Die Initiative zur Untersuchung der Inzidenzen in den einzelnen Bezirken ging ursprünglich vom Fraunhofer-Institut aus, nun wurden die Zahlen von der Stadt aktualisiert. Bei der Impfung priorisiert werden sollen Gebiete mit besonders hoher Inzidenz und „besonderen Sozialstrukturen“. In Mülheim, Finkenberg, Meschenich, Kalk und Chorweiler hatte die Stadt kürzlich auch eigene Testzentren eingerichtet.
Der Krisenstab will die bisherigen Maßnahmen in Köln beibehalten. In seiner gestrigen Sitzung beschloss er, anders als es die Bundesnotbremse vorsieht, dass die Ausgangssperre in Köln weiter um 21 Uhr beginnt. Sport oder Spaziergänge danach sind also nicht möglich. Das Bundesgesetz sieht ab einer 7-Tage-Inzidenz von 100 ein Ausgangssperre ab 22 Uhr vor. „Wir sind zu dem Entschluss gekommen, dass die bedrohliche Lage in den Krankenhäusern und auf den Intensivstationen eine Lockerung der Regelungen aktuell nicht hergibt“, sagte Oberbürgermeisterin Henriette Reker.

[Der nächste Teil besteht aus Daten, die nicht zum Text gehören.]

use super::engine::{Population, Simulation};
use crate::error::{SimError, SimResult};
use crate::policy::PolicyParameterStore;
use crate::records::{EntityKind, EntityStore};

/// Assembles a [`Simulation`] from a policy and up to three populations
///
/// Inputs are moved in; clone them first to reuse them elsewhere.
pub struct SimulationBuilder {
    policy: PolicyParameterStore,
    individual: Option<EntityStore>,
    corporate: Option<EntityStore>,
    consumption: Option<EntityStore>,
}

impl SimulationBuilder {
    pub fn new(policy: PolicyParameterStore) -> Self {
        Self {
            policy,
            individual: None,
            corporate: None,
            consumption: None,
        }
    }

    pub fn individual(mut self, store: EntityStore) -> Self {
        self.individual = Some(store);
        self
    }

    pub fn corporate(mut self, store: EntityStore) -> Self {
        self.corporate = Some(store);
        self
    }

    pub fn consumption(mut self, store: EntityStore) -> Self {
        self.consumption = Some(store);
        self
    }

    /// Validate the inputs and line up the policy and data years
    ///
    /// A policy ahead of the data pulls the data forward through the normal
    /// year advance; a policy behind the data is moved to the data year.
    pub fn build(self) -> SimResult<Simulation> {
        let mut policy = self.policy;
        let slots = [
            (EntityKind::Individual, self.individual),
            (EntityKind::Corporate, self.corporate),
            (EntityKind::Consumption, self.consumption),
        ];

        let mut data_year: Option<i32> = None;
        for (kind, store) in &slots {
            let Some(store) = store else { continue };
            if store.entity() != *kind {
                return Err(SimError::config(format!(
                    "{} data passed where {kind} data is expected",
                    store.entity()
                )));
            }
            match data_year {
                Some(year) if year != store.current_year() => {
                    return Err(SimError::config(format!(
                        "{kind} data is at {} but other data is at {year}",
                        store.current_year()
                    )));
                }
                _ => data_year = Some(store.current_year()),
            }
        }
        let data_year = data_year
            .ok_or_else(|| SimError::config("a simulation needs at least one population"))?;
        if !policy.contains_year(data_year) {
            return Err(SimError::range(format!(
                "data year {data_year} is outside policy years {}-{}",
                policy.start_year(),
                policy.end_year()
            )));
        }

        let target = policy.current_year().max(data_year);
        policy.set_year(data_year)?;

        let [(_, individual), (_, corporate), (_, consumption)] = slots;
        let mut sim = Simulation {
            policy,
            individual: individual.map(Population::new).transpose()?,
            corporate: corporate.map(Population::new).transpose()?,
            consumption: consumption.map(Population::new).transpose()?,
            stored: None,
            computed: false,
        };
        if target > data_year {
            log::info!("extrapolating data from {data_year} to policy year {target}");
            sim.advance_to_year(target)?;
        }
        Ok(sim)
    }
}
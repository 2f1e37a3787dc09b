//! Population data: schemas, raw datasets and entity stores

mod dataset;
mod schema;
mod store;
mod table;

pub use dataset::Dataset;
pub use schema::{ColumnId, ColumnRole, ColumnSpec, EntityKind, Schema};
pub use store::{EntityStore, WEIGHT_COLUMN};
pub use table::Table;
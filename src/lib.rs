// SPDX-FileCopyrightText: 2025 Jason Pena <jasonpena@awkless.com>
// SPDX-License-Identifier: MIT

//! Idempotent zsh environment bootstrap.
//!
//! Zshup takes a host from whatever state it is in to a working zsh setup:
//! shell and framework installed, plugins cloned, configuration file patched,
//! and zsh as the default login shell. Every step checks before it acts, so
//! running zshup on an already provisioned host changes nothing.
//!
//! The [`bootstrap::Bootstrap`] orchestrator drives the components in order:
//!
//! 1. [`install::Installer`] ensures capabilities through [`probe::Prober`].
//! 2. [`plugin::PluginFetcher`] clones plugins.
//! 3. [`patch::ConfigPatcher`] applies configuration edits.
//! 4. [`shell::ShellSwitcher`] switches the default login shell.
//!
//! What gets installed, fetched, and patched is declared in a
//! [`config::Manifest`].

pub mod bootstrap;
pub mod config;
pub mod context;
pub mod host;
pub mod install;
pub mod patch;
pub mod path;
pub mod plugin;
pub mod probe;
pub mod report;
pub mod shell;
impl ConfigPatcher {
    /// Open configuration file for patching.
    ///
    /// Symbolic links are resolved so edits land in the real file, and the
    /// link itself stays intact.
    ///
    /// # Errors
    ///
    /// - Return [`PatchError::ConfigNotFound`] if configuration file does
    ///   not exist.
    /// - Return [`PatchError::Read`] if configuration file cannot be
    ///   resolved for any other reason.
    pub fn open(path: impl Into<PathBuf>, stamp: impl AsRef<str>) -> Result<Self> {
        let path = path.into();
        let target = fs::canonicalize(&path).map_err(|source| match source.kind() {
            ErrorKind::NotFound => PatchError::ConfigNotFound { path: path.clone() },
            _ => PatchError::Read {
                source,
                path: path.clone(),
            },
        })?;

        let file_name = path
            .file_name()
            .map(|name| name.to_string_lossy().into_owned())
            .unwrap_or_else(|| "zshrc".into());
        let backup = path.with_file_name(format!("{file_name}.zshup-{}.bak", stamp.as_ref()));

        Ok(Self {
            path,
            target,
            backup,
            backed_up: false,
        })
    }

    /// Path to configuration file as given by the caller.
    pub fn path(&self) -> &Path {
        &self.path
    }

    /// Path to backup file, if one was written during this run.
    pub fn backup(&self) -> Option<&Path> {
        self.backed_up.then_some(self.backup.as_path())
    }

    /// Apply configuration edit.
    ///
    /// # Errors
    ///
    /// - Return [`PatchError::Pattern`] if edit carries an invalid pattern.
    /// - Return [`PatchError::Read`], [`PatchError::Write`], or
    ///   [`PatchError::Backup`] if file I/O fails.
    #[instrument(skip(self, edit), fields(edit = edit.name()), level = "debug")]
    pub fn apply_edit(&mut self, edit: &ConfigEdit) -> Result<Outcome> {
        let changed = match edit {
            ConfigEdit::ReplaceLine {
                name,
                pattern,
                line,
                before,
            } => {
                let pattern = compile(name, pattern)?;
                let before = before.as_deref().map(|before| compile(name, before)).transpose()?;
                self.edit(|rc| rc.replace_line(&pattern, line, before.as_ref()))?
            }
            ConfigEdit::AppendBlock { block, .. } => self.edit(|rc| rc.append_block(block))?,
            ConfigEdit::ListEntries {
                name,
                key,
                entries,
                before,
            } => {
                let before = before.as_deref().map(|before| compile(name, before)).transpose()?;
                self.edit(|rc| rc.list_entries(key, entries, before.as_ref()))?
            }
        };

        if changed {
            info!("patched {} with edit {:?}", self.path.display(), edit.name());
            Ok(Outcome::Changed)
        } else {
            Ok(Outcome::AlreadyPresent)
        }
    }

    /// Edit configuration file.
    ///
    /// Read current content into [`RcEdit`] instance, and directly edit it
    /// before writing the results back. Nothing is written when the editor
    /// makes no change. Returns whether anything changed.
    ///
    /// # Errors
    ///
    /// - Return [`PatchError::Read`] if configuration file cannot be read.
    /// - Return [`PatchError::Backup`] if backup cannot be written.
    /// - Return [`PatchError::Write`] if configuration file cannot be written.
    pub fn edit<E>(&mut self, editor: E) -> Result<bool>
    where
        E: FnOnce(&mut RcEdit),
    {
        let content = read_to_string(&self.target).map_err(|source| PatchError::Read {
            source,
            path: self.target.clone(),
        })?;

        let mut rc = RcEdit::from(content.as_str());
        editor(&mut rc);

        if !rc.changed {
            return Ok(false);
        }

        // INVARIANT: Back up pristine content once per run, before the first write.
        if !self.backed_up {
            fs::write(&self.backup, &content).map_err(|source| PatchError::Backup {
                source,
                path: self.backup.clone(),
            })?;
            self.backed_up = true;
            info!("backed up {} to {}", self.path.display(), self.backup.display());
        }

        self.replace_contents(rc.to_string())?;

        Ok(true)
    }

    fn replace_contents(&self, contents: String) -> Result<()> {
        let write_err = |source: std::io::Error| PatchError::Write {
            source,
            path: self.target.clone(),
        };

        let file_name = self
            .target
            .file_name()
            .map(|name| name.to_string_lossy().into_owned())
            .unwrap_or_else(|| "zshrc".into());
        let staging = self.target.with_file_name(format!(".{file_name}.zshup.tmp"));

        fs::write(&staging, contents).map_err(write_err)?;
        if let Ok(metadata) = fs::metadata(&self.target) {
            fs::set_permissions(&staging, metadata.permissions()).map_err(write_err)?;
        }
        fs::rename(&staging, &self.target).map_err(write_err)?;
        debug!("rewrote {}", self.target.display());

        Ok(())
    }
}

Ob die Ausgangssperre eine Wirkung zeige, sehe man in der kommenden Woche, so Alexander Vogel. Auch die Außenanlagen des Zoos müssen weiterhin geschlossen bleiben, anders als in anderen Kommunen. Im Einzelhandel wird es in Köln keine Sonderregelung für Buchhandlungen geben – hier gilt in Köln weiter „Click&Collect“. Friseursalons bleiben bei Vorlage eines negativen Schnelltests nach wie vor geöffnet. Das letzte Wort hat allerdings das Land NRW: Es muss entscheiden, ob Köln über das neue Bundesgesetz hinweg handeln darf. Bis zum Redaktionsschluss am Freitag war noch kein Ergebnis bekannt.
Notbetreuung in Schulen und Kitas
Ab einer Inzidenz von 165 müssen Schulen und Kitas schließen, so sieht es das neue Bundesgesetz vor. „Wir können die Regeln zwar verschärfen, aber wir können sie nicht lockern“, so Alexander Vogel. Daher bieten die Kitas ab Montag eine Notbetreuung bei Bedarf an, Schülerinnen und Schüler kehren in den Distanzunterricht zurück. Abschlussklassen werden weiter unterrichtet.
Impfzentrum in Deutz nicht ausgelastet
Die Stadt ruft die Jahrgänge ab 1951 erneut auf, ihre Impftermine im Impfzentrum wahrzunehmen. Viele warten auf die Impfung beim Hausarzt, so der Eindruck der Stadt. Freie Termine der Kassenärztlichen Vereinigung sollen bald auf das städtische Terminsystem umgeschichtet werden. Von der Kapazität her sind bis zu 7000 Impfungen täglich in Deutz möglich.
Obdachlose bekommen eine einmalige Impfung
Wohnungslose werden von der Stadt mit dem Impfstoff der Firma Johnson&Johnson geimpft. Das bestätigte Stadtsprecher Alexander Vogel auf Nachfrage. Der Impfstoff soll bald in „ausreichender Menge“ geliefert werden. Er habe den Vorteil, dass eine einzige Impfdosis für den vollen Impfschutz reiche. Die Stadt hatte Johnson&Johnson zunächst auch für Flüchtlinge vorgesehen, vom Land gab es dafür aber bisher kein grünes Licht.